Prix de la Vocation 2018, les livres en lice (1) : Nage libre, Boris Bergmann et Les Nougats, Paul Béhergé, par Sylvie Ferrando
Nage libre, Boris Bergmann, Calmann-Lévy, janvier 2018, 308 pages, 18,90 €
Il était une fois Issa, jeune Français malien d’origine, qui habitait la Zone et qui venait de rater son bac. Issa se sent illégitime, ne pas appartenir au groupe, quel qu’il soit. Issa veut sortir du syndrome de l’échec des « fils de Zone » mais n’y parvient pas. Issa est arrivé en France à l’âge de 7 ans, à la « Cité du Parc », au « Bâtiment B, escalier 2, 3eétage, apt 24C. Son équation sans inconnue ».
Il était une fois Elie, le seul et meilleur ami d’Issa, un jeune juif dont la mère était battue par un beau-père cruel, et qui lui aussi venait d’échouer au baccalauréat. Une histoire sombre de banlieue, de losers, de violence et de maltraitance.
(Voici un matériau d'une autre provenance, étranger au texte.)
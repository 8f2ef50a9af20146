//! Walks the paged `posts` list endpoint until no continuation token remains.

use chrono::{DateTime, FixedOffset};
use digest_logging::{digest_info, digest_warn};
use serde::Deserialize;
use url::Url;

use crate::decode::decode_body;
use crate::fetch::PageFetcher;
use crate::progress::ProgressSink;
use crate::normalize::normalize_posts;
use crate::{FailureKind, FetchError, ParseError, PipelineError, PipelineEvent, Post};

/// Query parameter carrying the continuation token.
pub const PAGE_TOKEN_PARAM: &str = "pageToken";

/// Request URL for the content API, resolved once by the caller.
///
/// Credentials (API key, blog id) are part of the URL and are never logged.
#[derive(Clone, PartialEq, Eq)]
pub struct ApiConfig {
    pub url: String,
}

impl ApiConfig {
    pub fn new(url: impl Into<String>) -> Self {
        Self { url: url.into() }
    }
}

impl std::fmt::Debug for ApiConfig {
    fn fmt(&self, f: &mut std::fmt::Formatter<'_>) -> std::fmt::Result {
        f.debug_struct("ApiConfig").field("url", &"<redacted>").finish()
    }
}

#[derive(Debug, Deserialize)]
struct PostsPage {
    items: Option<Vec<PostItem>>,
    #[serde(rename = "nextPageToken")]
    next_page_token: Option<String>,
}

#[derive(Debug, Deserialize)]
struct PostItem {
    content: String,
    #[serde(default)]
    title: String,
    #[serde(default)]
    published: Option<DateTime<FixedOffset>>,
}

impl From<PostItem> for Post {
    fn from(item: PostItem) -> Self {
        Post {
            content: item.content.replace('\n', ""),
            title: item.title,
            published: item.published,
        }
    }
}

/// Builds the URL for a page: the base URL, plus the token when continuing.
pub fn page_url(base: &str, token: Option<&str>) -> Result<String, FetchError> {
    let mut url =
        Url::parse(base).map_err(|err| FetchError::new(FailureKind::InvalidUrl, err.to_string()))?;
    if let Some(token) = token {
        url.query_pairs_mut().append_pair(PAGE_TOKEN_PARAM, token);
    }
    Ok(url.into())
}

/// Fetches every page in order. The first failure aborts the whole walk.
pub async fn fetch_posts(
    fetcher: &dyn PageFetcher,
    config: &ApiConfig,
    sink: &dyn ProgressSink,
) -> Result<Vec<Post>, PipelineError> {
    let mut posts = Vec::new();
    let mut token: Option<String> = None;
    let mut page = 0;

    loop {
        let url = page_url(&config.url, token.as_deref())?;
        let output = fetcher.fetch(&url).await?;
        let decoded = decode_body(&output.body, output.content_type.as_deref())
            .map_err(|source| ParseError::Decode { page, source })?;
        let parsed: PostsPage = serde_json::from_str(&decoded.text)
            .map_err(|source| ParseError::Json { page, source })?;
        let items = parsed.items.ok_or(ParseError::MissingItems { page })?;

        let count = items.len();
        posts.extend(items.into_iter().map(Post::from));
        sink.emit(PipelineEvent::PageFetched {
            page,
            posts: count,
            total_posts: posts.len(),
            bytes: output.body.len(),
        });

        // An empty token ends the walk like a missing one.
        token = parsed.next_page_token.filter(|t| !t.is_empty());
        if token.is_none() {
            break;
        }
        if count == 0 {
            digest_warn!("Page {} was empty but carried a continuation token", page);
        }
        page += 1;
    }

    digest_info!("Fetched {} posts over {} pages", posts.len(), page + 1);
    Ok(posts)
}

/// Raw HTML content of every post, in API order.
pub async fn extract_content(
    fetcher: &dyn PageFetcher,
    config: &ApiConfig,
    sink: &dyn ProgressSink,
) -> Result<Vec<String>, PipelineError> {
    let posts = fetch_posts(fetcher, config, sink).await?;
    Ok(posts.into_iter().map(|post| post.content).collect())
}

/// Plain text of every post, in API order.
pub async fn extract_content_text_only(
    fetcher: &dyn PageFetcher,
    config: &ApiConfig,
    sink: &dyn ProgressSink,
) -> Result<Vec<String>, PipelineError> {
    let content = extract_content(fetcher, config, sink).await?;
    Ok(normalize_posts(&content))
}

#[cfg(test)]
mod tests {
    use super::*;

    #[test]
    fn page_url_appends_token_to_existing_query() {
        let url = page_url("https://api.example.com/posts?key=k", Some("abc")).unwrap();
        assert_eq!(url, "https://api.example.com/posts?key=k&pageToken=abc");
    }

    #[test]
    fn page_url_without_token_is_unchanged() {
        let url = page_url("https://api.example.com/posts?key=k", None).unwrap();
        assert_eq!(url, "https://api.example.com/posts?key=k");
    }

    #[test]
    fn page_url_rejects_garbage() {
        let err = page_url("not a url", None).unwrap_err();
        assert_eq!(err.kind, FailureKind::InvalidUrl);
    }

    #[test]
    fn item_newlines_are_removed() {
        let item: PostItem =
            serde_json::from_str(r#"{"content":"<p>a</p>\n<p>b</p>","title":"T"}"#).unwrap();
        let post = Post::from(item);
        assert_eq!(post.content, "<p>a</p><p>b</p>");
        assert_eq!(post.published, None);
    }
}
De ce contexte peu exaltant, Boris Bergmann fait un récit poétique à souhait, servi par une langue soignée et travaillée ; de ces données brutes il tire une histoire d’amour, d’amitié et de désir charnel. Car la piscine où Issa passe ses journées d’été, dans l’espoir d’obtenir le concours de maître-nageur, devient le décor d’une quête érotico-amoureuse où les corps se meuvent dans l’eau et se donnent du plaisir.
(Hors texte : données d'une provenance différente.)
use crate::frequency::FrequencyTable;
use crate::pos::{pos_frequencies, PosTagger};
use crate::sentiment::{sentiment_series, SentimentScorer, SentimentSeries};
use crate::words::word_frequencies;

/// The three read-only reports over a batch of plain-text posts.
#[derive(Debug, Clone, PartialEq, Default)]
pub struct AnalysisReport {
    pub word_frequencies: FrequencyTable,
    pub pos_frequencies: FrequencyTable,
    pub sentiment: SentimentSeries,
}

/// Word and tag tables run over all posts joined by a space; sentiment is
/// scored per post.
pub fn analyze<S: AsRef<str>>(
    posts: &[S],
    tagger: &dyn PosTagger,
    scorer: &dyn SentimentScorer,
) -> AnalysisReport {
    let joined = posts
        .iter()
        .map(AsRef::as_ref)
        .collect::<Vec<&str>>()
        .join(" ");

    AnalysisReport {
        word_frequencies: word_frequencies(&joined),
        pos_frequencies: pos_frequencies(&joined, tagger),
        sentiment: sentiment_series(posts, scorer),
    }
}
« Issa touche, se fait toucher, se laisse toucher, sent les peaux multicolores se mélanger à la sienne. Il n’est plus métisse. Il n’est plus de la Zone. Il a sué l’eau de la grande peur. Il a dynamité la souche de plomb en son corps. Plus de fatigue. Plus d’inexprimable. Plus de regard oblique ».
La honte de la Zone, où l’on est assigné à résidence, victime de son statut, tout comme les complexes et les timidités, s’atténue peu à peu et finit par disparaître dans cet effort quotidien qu’Issa, au départ accompagné d’Elie, fait pour rendre son corps souple et agile dans le grand bassin.
« Voilà la vraie nature de la Zone mise à nu : un terrain vague pour les petites terreurs, un tribunal pour les différents, un champ de ruines pour les rêveurs, un supermarché pour les croyants ».
A mesure qu’il progresse dans le grand bain et se familiarise avec les vestiaires, Issa tombe amoureux de formes féminines, de chevelures blondes, brunes ou rousses, qu’il caresse du regard ou de la paume, qu’il mord ou embrasse de la bouche. Toutes ces expériences le rendent à la fois fort et humble, courageux et volontaire.
Une histoire de délivrance et de liberté. Une très très belle écriture, gonflée d’images.
Sylvie Ferrando
Boris Bergmann, actuellement pensionnaire de la Villa Médicis à Rome, a reçu à 15 ans, en 2007, le Prix de Flore des lycéens pour son premier roman Viens là que je te tue ma belle, et a reçu le Prix du Touquet pour Déserteur. Nage libre est son troisième roman.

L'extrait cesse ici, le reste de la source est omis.